(Goal of the exercise) Please copy exactly the lines that run from the start of the entries to the line containing "pub const DEFAULT_RETRY_PERIOD_MS: u32 = 300;", inclusive.

[Dataset entries]

☆ ☆ ☆

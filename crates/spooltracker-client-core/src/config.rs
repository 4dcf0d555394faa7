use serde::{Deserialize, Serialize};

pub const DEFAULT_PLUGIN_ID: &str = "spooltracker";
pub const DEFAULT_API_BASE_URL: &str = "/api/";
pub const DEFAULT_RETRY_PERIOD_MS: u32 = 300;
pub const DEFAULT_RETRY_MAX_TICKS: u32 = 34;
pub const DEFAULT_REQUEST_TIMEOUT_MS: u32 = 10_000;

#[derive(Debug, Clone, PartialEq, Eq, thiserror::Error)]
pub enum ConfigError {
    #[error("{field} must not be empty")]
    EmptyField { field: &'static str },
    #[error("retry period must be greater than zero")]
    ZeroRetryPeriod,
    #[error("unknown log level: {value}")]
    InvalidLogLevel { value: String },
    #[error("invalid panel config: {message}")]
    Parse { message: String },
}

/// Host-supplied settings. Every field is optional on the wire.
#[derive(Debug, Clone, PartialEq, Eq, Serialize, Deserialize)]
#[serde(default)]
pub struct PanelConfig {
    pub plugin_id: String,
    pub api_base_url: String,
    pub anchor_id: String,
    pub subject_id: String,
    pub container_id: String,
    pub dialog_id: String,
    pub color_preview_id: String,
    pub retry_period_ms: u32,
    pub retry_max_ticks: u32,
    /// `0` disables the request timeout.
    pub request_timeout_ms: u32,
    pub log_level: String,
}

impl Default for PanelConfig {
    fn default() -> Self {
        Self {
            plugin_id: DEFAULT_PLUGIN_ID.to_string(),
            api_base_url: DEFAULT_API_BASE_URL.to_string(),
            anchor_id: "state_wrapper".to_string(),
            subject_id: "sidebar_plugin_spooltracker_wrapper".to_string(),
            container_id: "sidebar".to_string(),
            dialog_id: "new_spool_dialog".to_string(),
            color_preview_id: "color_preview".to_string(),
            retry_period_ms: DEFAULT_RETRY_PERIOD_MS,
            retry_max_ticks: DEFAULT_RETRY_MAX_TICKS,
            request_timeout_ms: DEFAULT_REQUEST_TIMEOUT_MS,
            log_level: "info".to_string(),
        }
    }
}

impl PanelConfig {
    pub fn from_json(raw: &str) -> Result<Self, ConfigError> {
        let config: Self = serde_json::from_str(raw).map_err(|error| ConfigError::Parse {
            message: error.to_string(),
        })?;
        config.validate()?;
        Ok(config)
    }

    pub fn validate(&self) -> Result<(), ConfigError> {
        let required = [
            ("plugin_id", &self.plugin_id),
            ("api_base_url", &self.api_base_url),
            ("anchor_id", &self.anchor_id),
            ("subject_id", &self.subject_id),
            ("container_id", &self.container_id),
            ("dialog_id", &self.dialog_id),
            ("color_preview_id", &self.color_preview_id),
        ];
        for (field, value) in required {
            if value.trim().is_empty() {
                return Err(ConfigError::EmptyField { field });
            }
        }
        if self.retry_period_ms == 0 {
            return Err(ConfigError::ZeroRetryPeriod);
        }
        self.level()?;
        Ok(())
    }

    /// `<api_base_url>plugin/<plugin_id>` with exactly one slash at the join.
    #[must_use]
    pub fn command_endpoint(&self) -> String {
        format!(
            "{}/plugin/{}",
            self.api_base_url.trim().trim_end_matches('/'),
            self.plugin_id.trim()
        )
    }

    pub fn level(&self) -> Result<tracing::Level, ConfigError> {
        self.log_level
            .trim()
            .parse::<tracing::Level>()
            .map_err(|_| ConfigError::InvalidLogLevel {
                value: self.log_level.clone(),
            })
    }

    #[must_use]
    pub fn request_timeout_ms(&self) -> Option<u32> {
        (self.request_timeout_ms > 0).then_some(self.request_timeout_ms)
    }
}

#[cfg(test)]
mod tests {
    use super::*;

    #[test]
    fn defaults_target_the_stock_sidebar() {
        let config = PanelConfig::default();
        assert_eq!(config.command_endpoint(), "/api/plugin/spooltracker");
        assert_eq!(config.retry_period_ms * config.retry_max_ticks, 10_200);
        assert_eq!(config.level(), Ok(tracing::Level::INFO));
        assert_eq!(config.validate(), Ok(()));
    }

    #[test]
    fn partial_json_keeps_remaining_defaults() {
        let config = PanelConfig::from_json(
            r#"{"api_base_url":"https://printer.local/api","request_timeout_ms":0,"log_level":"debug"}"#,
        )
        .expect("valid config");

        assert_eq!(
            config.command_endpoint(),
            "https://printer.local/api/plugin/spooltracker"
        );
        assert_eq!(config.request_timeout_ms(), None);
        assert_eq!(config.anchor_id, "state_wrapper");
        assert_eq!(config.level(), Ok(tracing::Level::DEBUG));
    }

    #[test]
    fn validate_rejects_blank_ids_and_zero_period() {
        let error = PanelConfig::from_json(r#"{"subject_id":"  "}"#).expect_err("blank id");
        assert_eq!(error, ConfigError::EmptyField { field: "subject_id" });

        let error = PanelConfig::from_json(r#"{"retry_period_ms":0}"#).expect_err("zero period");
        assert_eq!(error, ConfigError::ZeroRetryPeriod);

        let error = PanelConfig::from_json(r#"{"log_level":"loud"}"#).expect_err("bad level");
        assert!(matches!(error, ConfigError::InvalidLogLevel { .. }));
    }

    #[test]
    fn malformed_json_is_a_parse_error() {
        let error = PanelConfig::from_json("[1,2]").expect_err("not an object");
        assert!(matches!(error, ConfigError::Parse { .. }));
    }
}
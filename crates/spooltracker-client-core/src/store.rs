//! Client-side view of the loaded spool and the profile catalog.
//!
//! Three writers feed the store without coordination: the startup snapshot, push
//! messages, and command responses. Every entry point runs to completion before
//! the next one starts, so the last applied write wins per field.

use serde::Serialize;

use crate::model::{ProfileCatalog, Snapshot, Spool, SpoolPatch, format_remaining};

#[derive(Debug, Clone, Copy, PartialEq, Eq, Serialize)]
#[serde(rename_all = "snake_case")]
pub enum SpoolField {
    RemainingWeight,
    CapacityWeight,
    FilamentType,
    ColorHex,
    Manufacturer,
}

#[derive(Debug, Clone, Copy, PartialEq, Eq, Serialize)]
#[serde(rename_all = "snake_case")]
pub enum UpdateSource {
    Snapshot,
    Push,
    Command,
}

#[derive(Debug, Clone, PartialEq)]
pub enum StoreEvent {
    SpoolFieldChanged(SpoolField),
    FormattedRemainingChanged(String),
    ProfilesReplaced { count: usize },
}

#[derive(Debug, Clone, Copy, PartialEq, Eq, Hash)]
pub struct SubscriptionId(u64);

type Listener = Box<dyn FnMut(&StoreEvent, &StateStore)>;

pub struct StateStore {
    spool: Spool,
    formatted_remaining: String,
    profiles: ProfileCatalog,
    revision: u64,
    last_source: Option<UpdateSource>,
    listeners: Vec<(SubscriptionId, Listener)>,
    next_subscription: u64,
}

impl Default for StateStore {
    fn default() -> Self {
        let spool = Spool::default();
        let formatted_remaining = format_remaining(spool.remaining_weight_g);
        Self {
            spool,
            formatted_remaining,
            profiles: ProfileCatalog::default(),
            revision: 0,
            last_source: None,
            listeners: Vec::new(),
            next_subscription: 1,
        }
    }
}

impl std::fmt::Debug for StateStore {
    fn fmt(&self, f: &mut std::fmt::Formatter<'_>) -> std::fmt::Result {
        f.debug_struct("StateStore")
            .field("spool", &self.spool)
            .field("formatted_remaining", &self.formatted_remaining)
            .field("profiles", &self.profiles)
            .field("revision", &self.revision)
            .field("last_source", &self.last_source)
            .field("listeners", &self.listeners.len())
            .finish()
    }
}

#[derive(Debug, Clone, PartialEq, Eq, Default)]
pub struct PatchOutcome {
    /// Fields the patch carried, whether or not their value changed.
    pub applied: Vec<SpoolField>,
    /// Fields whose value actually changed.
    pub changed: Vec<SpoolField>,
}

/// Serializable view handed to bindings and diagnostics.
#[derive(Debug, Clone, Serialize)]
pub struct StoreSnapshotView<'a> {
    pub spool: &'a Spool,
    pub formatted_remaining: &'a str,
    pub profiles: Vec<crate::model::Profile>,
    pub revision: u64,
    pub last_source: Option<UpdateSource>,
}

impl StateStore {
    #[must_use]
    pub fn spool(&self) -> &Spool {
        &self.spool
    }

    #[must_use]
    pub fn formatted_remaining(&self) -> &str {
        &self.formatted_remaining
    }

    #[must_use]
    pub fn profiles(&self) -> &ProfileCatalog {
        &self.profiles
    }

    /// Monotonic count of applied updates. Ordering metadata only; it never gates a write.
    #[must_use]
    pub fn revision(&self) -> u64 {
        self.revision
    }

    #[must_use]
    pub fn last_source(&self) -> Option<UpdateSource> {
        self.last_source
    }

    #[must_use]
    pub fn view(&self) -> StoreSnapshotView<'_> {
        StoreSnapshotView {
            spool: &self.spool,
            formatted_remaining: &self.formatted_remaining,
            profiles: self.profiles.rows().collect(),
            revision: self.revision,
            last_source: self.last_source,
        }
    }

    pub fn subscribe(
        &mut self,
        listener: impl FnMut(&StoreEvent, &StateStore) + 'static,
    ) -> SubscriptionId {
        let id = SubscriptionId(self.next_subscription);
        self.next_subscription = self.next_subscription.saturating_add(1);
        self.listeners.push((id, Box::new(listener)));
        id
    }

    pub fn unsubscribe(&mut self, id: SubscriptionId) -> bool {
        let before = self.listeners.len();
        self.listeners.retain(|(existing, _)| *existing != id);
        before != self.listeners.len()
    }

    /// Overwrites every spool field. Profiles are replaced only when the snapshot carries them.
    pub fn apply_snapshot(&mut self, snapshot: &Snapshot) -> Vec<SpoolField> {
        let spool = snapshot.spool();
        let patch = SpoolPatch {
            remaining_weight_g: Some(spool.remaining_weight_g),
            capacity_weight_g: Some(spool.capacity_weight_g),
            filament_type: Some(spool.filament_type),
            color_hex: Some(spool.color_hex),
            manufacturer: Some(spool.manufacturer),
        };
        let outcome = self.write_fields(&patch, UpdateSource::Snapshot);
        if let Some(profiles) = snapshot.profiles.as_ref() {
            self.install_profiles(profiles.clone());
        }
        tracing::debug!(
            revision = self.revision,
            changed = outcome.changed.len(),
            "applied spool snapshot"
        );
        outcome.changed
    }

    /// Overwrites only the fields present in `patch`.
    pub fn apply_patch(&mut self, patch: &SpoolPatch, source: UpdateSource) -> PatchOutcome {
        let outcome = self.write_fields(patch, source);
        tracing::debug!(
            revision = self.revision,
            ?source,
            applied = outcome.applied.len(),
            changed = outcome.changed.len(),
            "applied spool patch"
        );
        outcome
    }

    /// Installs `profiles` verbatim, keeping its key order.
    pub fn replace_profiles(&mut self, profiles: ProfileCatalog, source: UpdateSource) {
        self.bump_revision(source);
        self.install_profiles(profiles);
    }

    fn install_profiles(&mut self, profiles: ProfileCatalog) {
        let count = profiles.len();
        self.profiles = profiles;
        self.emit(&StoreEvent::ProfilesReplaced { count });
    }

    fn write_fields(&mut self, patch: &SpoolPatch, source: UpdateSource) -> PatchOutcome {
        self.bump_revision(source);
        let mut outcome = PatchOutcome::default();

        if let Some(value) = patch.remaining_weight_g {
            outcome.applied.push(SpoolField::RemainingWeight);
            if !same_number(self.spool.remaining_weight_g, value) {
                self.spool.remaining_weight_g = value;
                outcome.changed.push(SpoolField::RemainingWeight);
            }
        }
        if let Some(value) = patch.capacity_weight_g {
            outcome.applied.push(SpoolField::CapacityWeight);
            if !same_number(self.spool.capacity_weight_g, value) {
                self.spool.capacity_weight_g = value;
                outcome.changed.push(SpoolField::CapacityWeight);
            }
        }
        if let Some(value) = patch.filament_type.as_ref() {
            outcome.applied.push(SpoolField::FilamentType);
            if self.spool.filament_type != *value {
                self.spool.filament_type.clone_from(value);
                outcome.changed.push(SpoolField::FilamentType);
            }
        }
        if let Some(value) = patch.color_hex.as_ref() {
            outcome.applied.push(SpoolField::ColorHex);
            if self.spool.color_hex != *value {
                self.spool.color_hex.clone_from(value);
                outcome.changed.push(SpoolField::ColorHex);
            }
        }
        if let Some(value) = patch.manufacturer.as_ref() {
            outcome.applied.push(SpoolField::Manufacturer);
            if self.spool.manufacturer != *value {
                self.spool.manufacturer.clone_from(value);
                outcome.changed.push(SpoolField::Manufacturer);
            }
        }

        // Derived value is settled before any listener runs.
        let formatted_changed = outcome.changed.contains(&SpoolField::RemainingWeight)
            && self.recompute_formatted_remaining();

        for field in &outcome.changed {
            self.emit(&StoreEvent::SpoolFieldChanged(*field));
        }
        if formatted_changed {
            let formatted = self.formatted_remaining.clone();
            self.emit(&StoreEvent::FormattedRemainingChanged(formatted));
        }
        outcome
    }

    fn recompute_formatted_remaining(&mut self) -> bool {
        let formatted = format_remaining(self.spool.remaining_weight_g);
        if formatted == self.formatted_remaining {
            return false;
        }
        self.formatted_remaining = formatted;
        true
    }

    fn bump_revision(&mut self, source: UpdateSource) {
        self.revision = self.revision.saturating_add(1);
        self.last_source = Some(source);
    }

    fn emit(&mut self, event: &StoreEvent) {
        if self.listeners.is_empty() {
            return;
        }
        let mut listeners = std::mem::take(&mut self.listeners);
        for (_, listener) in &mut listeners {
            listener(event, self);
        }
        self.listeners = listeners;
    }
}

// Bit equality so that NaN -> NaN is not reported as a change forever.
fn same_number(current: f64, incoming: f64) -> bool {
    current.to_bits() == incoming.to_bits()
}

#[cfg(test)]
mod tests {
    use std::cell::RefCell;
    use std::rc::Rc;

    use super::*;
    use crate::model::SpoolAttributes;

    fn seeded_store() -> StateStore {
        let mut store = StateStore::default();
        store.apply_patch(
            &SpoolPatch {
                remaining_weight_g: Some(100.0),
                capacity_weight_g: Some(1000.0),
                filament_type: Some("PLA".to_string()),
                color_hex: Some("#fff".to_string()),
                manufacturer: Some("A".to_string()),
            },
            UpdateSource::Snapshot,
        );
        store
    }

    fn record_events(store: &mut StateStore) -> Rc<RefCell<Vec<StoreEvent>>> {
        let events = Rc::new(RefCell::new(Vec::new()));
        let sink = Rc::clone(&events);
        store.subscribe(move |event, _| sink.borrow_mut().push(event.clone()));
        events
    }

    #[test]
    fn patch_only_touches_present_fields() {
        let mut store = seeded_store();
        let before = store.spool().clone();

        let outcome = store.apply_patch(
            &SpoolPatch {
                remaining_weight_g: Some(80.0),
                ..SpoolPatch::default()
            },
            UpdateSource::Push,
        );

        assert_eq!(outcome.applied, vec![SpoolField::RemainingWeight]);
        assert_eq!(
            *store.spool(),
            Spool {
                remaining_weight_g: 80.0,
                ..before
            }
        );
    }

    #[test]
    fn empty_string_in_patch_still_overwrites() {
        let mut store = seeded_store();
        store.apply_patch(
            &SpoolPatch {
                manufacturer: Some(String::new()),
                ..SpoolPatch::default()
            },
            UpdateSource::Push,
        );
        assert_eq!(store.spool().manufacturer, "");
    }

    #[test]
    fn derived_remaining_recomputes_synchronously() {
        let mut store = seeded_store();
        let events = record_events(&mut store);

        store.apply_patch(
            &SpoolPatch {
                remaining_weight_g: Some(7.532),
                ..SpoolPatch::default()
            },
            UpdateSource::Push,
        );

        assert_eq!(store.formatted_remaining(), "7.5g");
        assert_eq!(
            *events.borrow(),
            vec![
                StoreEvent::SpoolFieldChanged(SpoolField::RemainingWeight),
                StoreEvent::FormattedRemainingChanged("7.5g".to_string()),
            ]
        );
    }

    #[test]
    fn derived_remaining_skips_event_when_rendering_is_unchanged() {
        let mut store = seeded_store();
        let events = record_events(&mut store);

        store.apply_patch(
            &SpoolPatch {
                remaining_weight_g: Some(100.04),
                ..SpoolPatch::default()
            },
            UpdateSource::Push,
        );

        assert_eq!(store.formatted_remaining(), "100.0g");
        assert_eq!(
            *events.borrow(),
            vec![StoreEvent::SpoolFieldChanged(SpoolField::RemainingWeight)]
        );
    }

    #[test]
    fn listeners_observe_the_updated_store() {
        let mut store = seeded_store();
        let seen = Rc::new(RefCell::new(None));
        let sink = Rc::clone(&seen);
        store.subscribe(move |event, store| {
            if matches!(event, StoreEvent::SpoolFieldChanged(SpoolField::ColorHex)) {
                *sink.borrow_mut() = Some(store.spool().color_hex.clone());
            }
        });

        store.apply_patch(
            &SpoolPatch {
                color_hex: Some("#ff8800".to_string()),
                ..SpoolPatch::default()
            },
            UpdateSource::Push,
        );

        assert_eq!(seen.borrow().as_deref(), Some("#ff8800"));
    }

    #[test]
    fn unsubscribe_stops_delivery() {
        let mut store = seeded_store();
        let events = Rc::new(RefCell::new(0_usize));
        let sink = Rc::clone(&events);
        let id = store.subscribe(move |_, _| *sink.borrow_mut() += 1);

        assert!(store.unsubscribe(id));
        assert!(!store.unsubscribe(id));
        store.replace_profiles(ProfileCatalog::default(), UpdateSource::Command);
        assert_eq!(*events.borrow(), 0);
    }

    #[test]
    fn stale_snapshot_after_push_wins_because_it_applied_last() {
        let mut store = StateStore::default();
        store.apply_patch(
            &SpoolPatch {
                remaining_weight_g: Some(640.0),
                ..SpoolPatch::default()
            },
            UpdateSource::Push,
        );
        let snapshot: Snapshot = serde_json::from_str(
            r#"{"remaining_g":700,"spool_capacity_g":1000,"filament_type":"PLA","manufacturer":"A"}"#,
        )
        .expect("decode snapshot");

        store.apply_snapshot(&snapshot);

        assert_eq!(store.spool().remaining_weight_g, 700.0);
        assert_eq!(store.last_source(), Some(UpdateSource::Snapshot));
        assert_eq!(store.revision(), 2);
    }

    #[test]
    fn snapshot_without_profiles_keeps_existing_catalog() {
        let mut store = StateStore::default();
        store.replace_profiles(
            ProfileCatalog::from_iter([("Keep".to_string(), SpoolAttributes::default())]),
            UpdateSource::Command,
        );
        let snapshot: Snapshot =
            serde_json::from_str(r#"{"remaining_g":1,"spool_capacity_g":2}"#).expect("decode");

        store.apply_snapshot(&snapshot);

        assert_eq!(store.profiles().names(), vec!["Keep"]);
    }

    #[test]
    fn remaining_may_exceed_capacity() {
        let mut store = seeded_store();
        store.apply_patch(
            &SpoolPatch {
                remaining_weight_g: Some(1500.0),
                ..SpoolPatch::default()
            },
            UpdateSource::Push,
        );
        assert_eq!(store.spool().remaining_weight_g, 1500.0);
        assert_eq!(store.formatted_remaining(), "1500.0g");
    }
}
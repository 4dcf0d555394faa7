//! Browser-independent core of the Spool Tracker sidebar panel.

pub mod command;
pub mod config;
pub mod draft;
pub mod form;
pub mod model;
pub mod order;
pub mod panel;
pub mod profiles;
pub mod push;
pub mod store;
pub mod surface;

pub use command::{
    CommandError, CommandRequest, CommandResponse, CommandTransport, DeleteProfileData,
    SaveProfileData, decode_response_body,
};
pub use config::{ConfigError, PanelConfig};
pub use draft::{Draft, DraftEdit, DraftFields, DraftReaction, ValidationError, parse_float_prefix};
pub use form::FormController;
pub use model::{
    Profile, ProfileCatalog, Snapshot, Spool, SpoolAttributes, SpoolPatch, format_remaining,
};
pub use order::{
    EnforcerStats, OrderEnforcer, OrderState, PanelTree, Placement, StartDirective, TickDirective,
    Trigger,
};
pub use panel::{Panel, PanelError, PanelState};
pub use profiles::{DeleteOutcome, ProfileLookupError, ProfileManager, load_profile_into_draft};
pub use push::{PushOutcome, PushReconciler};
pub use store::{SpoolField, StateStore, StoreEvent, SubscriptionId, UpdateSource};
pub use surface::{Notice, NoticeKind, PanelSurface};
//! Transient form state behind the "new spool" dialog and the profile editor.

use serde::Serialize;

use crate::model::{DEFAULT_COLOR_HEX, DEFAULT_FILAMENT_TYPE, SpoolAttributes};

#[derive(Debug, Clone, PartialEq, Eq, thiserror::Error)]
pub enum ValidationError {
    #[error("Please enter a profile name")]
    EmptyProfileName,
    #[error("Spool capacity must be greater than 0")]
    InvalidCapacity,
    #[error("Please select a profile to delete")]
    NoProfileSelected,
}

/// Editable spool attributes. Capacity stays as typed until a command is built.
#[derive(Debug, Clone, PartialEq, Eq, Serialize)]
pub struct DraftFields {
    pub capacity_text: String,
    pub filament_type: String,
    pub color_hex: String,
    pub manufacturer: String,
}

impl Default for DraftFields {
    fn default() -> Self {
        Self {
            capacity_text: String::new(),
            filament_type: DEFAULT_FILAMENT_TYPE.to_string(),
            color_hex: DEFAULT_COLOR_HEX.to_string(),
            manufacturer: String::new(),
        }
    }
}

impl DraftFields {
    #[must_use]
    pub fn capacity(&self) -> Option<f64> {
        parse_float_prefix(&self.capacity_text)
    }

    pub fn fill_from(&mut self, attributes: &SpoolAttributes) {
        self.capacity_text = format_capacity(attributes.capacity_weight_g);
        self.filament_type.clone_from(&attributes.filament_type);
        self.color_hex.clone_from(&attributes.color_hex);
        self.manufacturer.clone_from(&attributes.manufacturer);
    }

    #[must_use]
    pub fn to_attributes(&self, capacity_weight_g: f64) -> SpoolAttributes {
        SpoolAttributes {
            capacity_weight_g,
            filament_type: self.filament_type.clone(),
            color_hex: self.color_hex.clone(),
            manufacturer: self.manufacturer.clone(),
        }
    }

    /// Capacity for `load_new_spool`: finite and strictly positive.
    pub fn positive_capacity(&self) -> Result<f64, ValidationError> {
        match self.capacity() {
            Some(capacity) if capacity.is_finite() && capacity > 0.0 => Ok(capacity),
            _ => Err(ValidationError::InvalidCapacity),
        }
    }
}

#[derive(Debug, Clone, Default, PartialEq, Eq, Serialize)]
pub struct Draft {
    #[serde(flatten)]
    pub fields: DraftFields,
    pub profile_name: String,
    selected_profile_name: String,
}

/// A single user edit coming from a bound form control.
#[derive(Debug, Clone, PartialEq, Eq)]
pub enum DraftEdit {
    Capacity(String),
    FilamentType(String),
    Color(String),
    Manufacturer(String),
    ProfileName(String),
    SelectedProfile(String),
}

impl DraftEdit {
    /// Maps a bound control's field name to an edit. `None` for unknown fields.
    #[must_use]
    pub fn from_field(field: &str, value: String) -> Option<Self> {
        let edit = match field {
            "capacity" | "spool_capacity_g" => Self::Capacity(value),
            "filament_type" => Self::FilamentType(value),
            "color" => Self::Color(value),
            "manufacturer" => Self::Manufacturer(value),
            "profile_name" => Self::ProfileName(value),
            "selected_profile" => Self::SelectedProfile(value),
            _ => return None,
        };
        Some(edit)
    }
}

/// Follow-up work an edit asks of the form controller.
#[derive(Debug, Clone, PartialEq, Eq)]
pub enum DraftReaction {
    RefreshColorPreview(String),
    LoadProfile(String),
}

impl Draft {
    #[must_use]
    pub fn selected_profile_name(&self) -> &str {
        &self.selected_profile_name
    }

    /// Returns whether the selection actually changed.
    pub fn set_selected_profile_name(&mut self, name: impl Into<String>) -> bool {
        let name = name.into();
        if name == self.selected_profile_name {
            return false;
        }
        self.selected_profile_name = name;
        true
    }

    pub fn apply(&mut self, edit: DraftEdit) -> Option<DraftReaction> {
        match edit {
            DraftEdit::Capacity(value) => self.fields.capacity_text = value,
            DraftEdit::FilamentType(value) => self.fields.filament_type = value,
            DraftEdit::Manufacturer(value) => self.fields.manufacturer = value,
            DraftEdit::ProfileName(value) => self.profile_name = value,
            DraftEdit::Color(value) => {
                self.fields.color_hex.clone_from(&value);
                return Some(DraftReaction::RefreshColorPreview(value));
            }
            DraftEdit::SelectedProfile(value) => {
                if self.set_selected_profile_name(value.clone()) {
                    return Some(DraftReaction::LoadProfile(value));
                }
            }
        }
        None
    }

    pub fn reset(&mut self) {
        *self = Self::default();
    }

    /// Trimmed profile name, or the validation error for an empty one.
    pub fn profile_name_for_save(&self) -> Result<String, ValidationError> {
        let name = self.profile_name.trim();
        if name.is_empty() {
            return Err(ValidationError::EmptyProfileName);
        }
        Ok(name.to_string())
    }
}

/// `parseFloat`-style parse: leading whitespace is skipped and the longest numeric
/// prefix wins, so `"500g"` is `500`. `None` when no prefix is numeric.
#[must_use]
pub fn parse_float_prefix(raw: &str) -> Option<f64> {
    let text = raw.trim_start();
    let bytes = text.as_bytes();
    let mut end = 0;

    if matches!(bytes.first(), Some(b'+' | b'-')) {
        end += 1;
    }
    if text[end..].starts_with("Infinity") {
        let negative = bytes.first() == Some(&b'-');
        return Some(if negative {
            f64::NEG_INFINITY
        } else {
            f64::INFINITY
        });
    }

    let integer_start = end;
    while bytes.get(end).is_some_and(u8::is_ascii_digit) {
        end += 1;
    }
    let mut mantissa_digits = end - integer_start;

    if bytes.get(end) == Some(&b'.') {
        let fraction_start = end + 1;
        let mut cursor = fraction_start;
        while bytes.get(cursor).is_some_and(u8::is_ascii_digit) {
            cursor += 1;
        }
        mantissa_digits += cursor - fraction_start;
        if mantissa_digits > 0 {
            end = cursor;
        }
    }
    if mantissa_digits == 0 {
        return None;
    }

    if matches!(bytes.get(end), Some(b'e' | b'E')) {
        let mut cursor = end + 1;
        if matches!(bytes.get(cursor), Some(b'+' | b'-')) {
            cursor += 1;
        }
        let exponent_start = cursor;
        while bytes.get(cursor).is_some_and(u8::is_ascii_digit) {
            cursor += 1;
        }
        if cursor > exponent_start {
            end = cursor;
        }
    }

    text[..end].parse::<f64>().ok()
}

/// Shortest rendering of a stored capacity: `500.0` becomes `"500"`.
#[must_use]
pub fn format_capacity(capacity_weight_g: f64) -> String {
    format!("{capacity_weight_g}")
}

☆ ☆ ☆

(Response area)
filename crates/spooltracker-client-core/src/config.rs
repository 4dcf0d555394faa7
use serde::{Deserialize, Serialize};

pub const DEFAULT_PLUGIN_ID: &str = "spooltracker";
pub const DEFAULT_API_BASE_URL: &str = "/api/";
pub const DEFAULT_RETRY_PERIOD_MS: u32 = 300;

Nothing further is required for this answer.